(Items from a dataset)
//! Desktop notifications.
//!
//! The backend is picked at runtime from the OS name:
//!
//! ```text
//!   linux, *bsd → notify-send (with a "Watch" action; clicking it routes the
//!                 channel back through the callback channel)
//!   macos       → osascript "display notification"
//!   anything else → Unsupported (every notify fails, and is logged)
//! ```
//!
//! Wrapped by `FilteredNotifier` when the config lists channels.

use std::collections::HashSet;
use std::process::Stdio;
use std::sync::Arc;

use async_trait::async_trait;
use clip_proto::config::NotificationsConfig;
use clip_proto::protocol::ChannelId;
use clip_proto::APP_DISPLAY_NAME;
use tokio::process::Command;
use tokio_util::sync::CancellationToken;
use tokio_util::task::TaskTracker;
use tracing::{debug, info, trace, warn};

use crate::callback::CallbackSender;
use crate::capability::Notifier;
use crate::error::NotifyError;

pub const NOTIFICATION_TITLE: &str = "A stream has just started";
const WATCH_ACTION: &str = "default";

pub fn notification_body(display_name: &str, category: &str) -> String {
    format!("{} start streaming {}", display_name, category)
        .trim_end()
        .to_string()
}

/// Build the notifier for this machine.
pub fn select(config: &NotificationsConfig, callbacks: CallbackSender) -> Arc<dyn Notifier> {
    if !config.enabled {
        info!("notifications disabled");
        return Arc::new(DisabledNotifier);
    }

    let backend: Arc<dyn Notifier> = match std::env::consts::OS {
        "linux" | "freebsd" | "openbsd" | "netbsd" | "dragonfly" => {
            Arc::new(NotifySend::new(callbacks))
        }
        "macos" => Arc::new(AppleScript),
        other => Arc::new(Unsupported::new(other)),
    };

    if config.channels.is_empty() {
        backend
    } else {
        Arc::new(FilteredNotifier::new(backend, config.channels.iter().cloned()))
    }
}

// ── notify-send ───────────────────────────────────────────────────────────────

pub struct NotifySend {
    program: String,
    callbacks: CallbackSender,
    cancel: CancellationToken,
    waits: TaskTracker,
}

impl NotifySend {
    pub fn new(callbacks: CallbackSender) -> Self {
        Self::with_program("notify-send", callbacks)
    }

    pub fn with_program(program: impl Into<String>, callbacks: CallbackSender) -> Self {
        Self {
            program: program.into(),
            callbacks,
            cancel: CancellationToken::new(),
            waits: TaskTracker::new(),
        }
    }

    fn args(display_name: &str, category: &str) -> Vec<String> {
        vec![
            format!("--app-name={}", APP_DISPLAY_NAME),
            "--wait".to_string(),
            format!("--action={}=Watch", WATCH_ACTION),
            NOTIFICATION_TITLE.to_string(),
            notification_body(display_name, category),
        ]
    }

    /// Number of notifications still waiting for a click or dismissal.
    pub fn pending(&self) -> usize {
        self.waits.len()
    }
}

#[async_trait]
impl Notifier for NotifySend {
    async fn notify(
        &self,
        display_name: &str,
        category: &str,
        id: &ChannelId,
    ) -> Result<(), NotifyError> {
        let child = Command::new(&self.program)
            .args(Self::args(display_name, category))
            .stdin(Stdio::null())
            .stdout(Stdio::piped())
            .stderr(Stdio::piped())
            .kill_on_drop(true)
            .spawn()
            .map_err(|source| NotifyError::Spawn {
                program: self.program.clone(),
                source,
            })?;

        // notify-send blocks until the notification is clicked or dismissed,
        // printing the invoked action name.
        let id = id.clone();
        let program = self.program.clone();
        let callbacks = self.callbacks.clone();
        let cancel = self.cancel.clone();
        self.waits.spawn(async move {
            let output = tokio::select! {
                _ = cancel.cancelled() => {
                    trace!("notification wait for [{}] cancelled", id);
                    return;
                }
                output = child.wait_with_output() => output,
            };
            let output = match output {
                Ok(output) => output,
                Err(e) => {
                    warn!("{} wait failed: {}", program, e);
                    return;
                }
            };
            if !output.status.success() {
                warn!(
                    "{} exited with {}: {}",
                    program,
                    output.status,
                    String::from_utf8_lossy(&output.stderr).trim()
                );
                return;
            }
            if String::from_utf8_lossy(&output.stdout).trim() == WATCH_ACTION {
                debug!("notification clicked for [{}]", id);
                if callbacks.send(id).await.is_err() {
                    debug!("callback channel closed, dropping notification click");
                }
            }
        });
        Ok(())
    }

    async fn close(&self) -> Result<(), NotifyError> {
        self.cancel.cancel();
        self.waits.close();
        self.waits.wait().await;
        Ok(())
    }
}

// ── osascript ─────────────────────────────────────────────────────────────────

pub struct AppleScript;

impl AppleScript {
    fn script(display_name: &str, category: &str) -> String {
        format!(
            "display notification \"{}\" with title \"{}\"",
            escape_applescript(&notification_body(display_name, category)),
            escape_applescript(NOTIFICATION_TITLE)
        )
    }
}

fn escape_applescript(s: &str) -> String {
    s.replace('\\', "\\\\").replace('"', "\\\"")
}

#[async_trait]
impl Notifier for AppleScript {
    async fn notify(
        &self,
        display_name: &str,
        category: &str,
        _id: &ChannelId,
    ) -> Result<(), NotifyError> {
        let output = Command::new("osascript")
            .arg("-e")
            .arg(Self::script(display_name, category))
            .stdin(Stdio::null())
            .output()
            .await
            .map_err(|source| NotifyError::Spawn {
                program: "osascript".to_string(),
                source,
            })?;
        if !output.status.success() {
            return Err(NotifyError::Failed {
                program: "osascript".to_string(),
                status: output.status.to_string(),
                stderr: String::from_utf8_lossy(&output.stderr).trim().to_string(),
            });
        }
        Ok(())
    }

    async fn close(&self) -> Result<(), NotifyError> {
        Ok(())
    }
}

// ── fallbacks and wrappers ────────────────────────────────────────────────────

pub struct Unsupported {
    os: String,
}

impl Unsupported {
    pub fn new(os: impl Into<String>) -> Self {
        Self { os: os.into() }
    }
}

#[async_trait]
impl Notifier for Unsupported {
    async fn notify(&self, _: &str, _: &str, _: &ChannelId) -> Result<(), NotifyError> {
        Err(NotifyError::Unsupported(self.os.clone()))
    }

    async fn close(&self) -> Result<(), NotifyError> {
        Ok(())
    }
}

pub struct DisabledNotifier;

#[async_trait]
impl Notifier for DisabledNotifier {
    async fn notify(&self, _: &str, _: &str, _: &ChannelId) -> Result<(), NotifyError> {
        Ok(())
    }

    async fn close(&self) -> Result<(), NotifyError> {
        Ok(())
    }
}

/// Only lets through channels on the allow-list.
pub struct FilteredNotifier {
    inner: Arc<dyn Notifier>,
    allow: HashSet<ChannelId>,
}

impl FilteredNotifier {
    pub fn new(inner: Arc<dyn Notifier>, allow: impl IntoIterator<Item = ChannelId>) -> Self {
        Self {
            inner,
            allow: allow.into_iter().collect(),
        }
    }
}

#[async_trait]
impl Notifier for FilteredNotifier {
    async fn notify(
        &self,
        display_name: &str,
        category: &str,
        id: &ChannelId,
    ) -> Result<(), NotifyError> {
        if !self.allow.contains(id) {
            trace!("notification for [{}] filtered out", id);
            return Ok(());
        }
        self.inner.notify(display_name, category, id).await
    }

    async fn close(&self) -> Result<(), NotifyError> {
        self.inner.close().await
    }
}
--
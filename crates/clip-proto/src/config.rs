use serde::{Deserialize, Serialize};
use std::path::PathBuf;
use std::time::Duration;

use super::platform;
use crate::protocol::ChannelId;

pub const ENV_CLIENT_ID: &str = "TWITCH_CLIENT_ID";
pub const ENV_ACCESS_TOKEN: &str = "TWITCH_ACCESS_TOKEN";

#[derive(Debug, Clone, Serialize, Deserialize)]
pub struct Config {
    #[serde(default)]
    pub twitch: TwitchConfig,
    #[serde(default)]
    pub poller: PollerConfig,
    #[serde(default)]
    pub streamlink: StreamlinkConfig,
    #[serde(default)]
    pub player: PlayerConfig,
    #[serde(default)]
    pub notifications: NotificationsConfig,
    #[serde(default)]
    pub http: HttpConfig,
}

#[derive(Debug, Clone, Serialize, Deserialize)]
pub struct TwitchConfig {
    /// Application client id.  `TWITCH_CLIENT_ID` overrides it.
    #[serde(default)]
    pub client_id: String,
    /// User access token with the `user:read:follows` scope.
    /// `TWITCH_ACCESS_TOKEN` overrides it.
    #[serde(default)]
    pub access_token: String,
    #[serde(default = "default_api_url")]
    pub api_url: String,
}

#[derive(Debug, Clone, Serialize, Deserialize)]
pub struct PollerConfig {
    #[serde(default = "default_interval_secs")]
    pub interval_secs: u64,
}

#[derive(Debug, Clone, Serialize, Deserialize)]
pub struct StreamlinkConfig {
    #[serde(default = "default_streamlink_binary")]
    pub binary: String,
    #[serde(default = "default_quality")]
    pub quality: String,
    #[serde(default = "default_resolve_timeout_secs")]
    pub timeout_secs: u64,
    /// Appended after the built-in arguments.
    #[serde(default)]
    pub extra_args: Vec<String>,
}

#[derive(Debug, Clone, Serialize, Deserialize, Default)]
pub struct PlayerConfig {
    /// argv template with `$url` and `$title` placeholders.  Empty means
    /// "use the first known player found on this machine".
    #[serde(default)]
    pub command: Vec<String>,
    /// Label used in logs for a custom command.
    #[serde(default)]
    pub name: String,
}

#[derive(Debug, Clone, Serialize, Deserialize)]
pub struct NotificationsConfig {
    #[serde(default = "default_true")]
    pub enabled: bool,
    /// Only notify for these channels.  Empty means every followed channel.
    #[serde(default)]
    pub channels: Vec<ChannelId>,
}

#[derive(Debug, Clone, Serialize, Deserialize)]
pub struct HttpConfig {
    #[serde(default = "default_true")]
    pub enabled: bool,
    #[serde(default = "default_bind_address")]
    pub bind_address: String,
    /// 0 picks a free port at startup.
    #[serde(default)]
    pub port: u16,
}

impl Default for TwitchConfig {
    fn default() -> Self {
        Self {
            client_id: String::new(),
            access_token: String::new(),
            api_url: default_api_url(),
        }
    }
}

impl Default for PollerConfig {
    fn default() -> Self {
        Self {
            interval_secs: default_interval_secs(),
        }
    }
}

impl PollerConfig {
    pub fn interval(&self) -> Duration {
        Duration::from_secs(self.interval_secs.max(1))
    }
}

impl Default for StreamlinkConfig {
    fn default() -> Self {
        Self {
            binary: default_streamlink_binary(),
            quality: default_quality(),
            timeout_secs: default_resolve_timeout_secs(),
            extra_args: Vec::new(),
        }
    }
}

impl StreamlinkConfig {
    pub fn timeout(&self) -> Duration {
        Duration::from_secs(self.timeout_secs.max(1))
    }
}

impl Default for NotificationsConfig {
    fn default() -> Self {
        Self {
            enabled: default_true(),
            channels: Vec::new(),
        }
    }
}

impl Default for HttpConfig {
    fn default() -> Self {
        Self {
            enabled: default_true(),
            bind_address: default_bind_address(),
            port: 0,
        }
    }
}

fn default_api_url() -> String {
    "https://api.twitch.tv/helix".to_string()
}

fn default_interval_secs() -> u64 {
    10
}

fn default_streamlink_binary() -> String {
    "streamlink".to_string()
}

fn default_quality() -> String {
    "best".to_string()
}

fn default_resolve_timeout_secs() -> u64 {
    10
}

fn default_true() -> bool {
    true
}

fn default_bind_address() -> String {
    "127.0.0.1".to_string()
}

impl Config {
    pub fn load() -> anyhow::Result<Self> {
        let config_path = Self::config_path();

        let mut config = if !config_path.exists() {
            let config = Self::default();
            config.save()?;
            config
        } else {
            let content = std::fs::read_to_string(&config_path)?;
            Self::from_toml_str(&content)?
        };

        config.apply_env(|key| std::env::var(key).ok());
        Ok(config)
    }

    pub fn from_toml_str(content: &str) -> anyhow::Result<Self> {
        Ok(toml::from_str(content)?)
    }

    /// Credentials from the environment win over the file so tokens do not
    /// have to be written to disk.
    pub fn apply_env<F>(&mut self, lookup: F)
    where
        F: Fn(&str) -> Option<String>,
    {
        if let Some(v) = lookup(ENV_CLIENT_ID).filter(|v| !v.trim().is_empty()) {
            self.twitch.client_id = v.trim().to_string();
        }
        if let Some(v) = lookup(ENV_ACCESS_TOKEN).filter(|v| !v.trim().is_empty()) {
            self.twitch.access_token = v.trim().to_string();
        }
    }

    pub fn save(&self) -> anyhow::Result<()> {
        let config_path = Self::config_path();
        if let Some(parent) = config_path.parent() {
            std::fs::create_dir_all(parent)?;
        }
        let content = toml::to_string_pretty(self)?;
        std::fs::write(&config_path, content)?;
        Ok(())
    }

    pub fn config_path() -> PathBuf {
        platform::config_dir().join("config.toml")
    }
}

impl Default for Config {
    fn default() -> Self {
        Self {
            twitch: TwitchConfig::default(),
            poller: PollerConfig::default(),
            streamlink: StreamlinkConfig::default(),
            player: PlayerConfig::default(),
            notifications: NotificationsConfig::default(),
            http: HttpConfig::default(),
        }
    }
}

▶ **Activity**
Go through the data, and copy each line in which the word "warn" appears.

▶ **Result**
use tracing::{debug, info, trace, warn};
                    warn!("{} wait failed: {}", program, e);
                warn!(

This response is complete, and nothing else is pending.